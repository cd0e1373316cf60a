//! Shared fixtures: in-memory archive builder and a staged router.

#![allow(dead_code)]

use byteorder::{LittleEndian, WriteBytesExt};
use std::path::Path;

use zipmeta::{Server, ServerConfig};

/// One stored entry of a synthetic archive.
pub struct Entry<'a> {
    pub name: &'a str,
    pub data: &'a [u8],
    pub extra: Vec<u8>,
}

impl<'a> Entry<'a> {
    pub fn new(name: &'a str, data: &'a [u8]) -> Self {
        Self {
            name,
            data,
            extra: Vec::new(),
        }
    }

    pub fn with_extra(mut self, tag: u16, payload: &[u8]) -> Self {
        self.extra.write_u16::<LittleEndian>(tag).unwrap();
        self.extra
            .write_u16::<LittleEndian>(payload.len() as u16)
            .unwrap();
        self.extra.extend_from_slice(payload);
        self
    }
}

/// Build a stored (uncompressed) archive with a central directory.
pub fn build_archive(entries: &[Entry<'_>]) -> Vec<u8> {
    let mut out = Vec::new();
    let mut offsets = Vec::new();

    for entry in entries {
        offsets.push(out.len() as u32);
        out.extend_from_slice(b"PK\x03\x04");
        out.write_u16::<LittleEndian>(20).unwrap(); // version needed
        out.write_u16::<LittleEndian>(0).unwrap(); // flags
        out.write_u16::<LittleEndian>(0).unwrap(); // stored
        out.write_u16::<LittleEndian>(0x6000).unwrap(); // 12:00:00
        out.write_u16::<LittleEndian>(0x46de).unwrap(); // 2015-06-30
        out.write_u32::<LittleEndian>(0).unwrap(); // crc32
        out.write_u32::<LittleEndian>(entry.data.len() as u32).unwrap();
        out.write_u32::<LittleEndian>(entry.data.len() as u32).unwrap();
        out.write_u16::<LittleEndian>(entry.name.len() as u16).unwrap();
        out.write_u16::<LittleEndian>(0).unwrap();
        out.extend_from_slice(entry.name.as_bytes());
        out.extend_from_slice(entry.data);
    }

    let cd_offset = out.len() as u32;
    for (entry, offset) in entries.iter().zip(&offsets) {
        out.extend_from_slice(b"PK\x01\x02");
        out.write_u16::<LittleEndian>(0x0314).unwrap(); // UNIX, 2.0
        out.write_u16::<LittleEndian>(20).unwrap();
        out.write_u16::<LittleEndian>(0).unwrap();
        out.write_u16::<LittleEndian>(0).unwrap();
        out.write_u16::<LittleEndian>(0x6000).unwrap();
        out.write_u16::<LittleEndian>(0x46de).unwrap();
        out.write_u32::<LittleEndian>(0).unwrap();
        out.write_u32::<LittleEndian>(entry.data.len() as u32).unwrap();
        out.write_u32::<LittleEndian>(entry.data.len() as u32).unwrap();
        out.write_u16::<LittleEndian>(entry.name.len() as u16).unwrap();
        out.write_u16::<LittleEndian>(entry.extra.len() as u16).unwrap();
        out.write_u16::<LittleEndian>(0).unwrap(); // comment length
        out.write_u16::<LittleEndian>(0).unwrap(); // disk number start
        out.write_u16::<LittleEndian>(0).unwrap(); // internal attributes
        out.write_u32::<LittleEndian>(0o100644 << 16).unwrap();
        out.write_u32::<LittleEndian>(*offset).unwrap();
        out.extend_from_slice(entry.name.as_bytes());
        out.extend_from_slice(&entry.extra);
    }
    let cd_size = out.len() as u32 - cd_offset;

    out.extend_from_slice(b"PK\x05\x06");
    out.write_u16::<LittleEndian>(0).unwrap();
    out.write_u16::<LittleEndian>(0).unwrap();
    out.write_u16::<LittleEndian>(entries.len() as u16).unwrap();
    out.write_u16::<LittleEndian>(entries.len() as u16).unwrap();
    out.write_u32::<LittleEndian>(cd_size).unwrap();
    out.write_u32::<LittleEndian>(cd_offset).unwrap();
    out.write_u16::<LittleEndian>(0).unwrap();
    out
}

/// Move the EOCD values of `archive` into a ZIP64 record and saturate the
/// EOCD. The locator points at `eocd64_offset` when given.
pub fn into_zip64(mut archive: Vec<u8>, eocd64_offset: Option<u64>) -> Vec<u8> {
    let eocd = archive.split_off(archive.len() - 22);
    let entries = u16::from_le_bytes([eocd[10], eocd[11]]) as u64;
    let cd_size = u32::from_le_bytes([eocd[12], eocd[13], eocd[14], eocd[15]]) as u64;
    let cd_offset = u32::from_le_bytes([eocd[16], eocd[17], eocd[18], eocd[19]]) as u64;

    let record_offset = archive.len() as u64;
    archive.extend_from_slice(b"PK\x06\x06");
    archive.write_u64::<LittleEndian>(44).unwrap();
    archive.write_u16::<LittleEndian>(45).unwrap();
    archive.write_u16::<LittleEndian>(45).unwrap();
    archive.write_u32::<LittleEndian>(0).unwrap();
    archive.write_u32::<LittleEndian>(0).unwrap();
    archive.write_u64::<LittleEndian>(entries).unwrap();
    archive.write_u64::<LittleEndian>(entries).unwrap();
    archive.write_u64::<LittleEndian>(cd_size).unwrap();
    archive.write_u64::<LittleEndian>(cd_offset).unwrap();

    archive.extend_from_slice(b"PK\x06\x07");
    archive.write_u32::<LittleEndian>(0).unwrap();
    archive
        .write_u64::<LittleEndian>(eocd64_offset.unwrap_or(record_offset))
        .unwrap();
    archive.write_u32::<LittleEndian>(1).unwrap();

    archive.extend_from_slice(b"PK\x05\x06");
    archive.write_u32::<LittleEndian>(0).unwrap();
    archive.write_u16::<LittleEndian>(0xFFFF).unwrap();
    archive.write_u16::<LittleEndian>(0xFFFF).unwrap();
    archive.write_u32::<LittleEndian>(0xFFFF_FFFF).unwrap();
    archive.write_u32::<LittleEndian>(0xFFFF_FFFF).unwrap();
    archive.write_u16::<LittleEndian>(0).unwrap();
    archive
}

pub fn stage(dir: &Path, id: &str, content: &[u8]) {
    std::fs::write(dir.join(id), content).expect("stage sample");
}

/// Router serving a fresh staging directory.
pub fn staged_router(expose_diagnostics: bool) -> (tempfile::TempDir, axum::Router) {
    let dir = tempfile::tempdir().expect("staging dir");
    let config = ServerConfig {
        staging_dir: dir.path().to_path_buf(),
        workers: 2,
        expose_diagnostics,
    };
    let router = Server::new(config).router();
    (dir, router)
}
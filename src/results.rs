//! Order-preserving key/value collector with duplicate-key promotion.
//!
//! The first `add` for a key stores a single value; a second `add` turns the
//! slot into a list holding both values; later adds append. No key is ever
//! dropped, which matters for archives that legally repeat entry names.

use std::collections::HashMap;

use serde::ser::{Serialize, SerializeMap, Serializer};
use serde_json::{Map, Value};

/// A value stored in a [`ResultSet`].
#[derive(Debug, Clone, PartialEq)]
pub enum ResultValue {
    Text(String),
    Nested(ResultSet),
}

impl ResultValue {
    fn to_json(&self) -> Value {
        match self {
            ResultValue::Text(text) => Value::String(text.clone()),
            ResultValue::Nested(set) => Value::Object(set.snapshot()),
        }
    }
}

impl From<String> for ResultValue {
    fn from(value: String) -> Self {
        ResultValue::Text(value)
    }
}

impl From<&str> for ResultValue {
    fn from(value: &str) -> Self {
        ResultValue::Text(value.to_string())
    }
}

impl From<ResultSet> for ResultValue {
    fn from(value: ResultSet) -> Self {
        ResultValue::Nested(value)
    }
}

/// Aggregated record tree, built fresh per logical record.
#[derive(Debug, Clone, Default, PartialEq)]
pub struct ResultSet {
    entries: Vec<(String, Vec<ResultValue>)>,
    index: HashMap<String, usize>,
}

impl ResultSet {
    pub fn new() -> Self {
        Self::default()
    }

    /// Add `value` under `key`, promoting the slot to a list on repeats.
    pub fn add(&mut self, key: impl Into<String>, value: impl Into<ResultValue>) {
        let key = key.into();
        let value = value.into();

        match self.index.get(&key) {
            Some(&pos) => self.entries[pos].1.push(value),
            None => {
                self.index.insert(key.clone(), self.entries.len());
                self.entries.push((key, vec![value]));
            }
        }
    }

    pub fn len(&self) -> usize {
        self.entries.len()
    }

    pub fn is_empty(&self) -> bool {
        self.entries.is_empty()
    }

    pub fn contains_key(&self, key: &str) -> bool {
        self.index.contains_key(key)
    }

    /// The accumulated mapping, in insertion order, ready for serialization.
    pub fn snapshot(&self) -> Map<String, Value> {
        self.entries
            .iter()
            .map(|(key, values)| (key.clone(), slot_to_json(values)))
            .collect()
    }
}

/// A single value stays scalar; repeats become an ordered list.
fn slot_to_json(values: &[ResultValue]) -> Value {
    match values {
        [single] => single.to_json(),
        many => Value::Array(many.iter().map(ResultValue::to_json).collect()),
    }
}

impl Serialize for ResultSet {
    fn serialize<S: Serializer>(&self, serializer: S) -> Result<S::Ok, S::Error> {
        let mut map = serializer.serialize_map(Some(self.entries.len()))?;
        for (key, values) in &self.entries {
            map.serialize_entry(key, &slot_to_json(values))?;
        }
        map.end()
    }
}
____________________
§ **PROBLEM TO SOLVE**: The answer should contain only the lines from the first line of the entries through the line holding "pub name: &'a", each exactly as written.

§ **WRITTEN SOLUTION**:
repository cd0e1373316cf60a
//! Shared fixtures: in-memory archive builder and a staged router.

#![allow(dead_code)]

use byteorder::{LittleEndian, WriteBytesExt};
use std::path::Path;

use zipmeta::{Server, ServerConfig};

/// One stored entry of a synthetic archive.
pub struct Entry<'a> {
    pub name: &'a str,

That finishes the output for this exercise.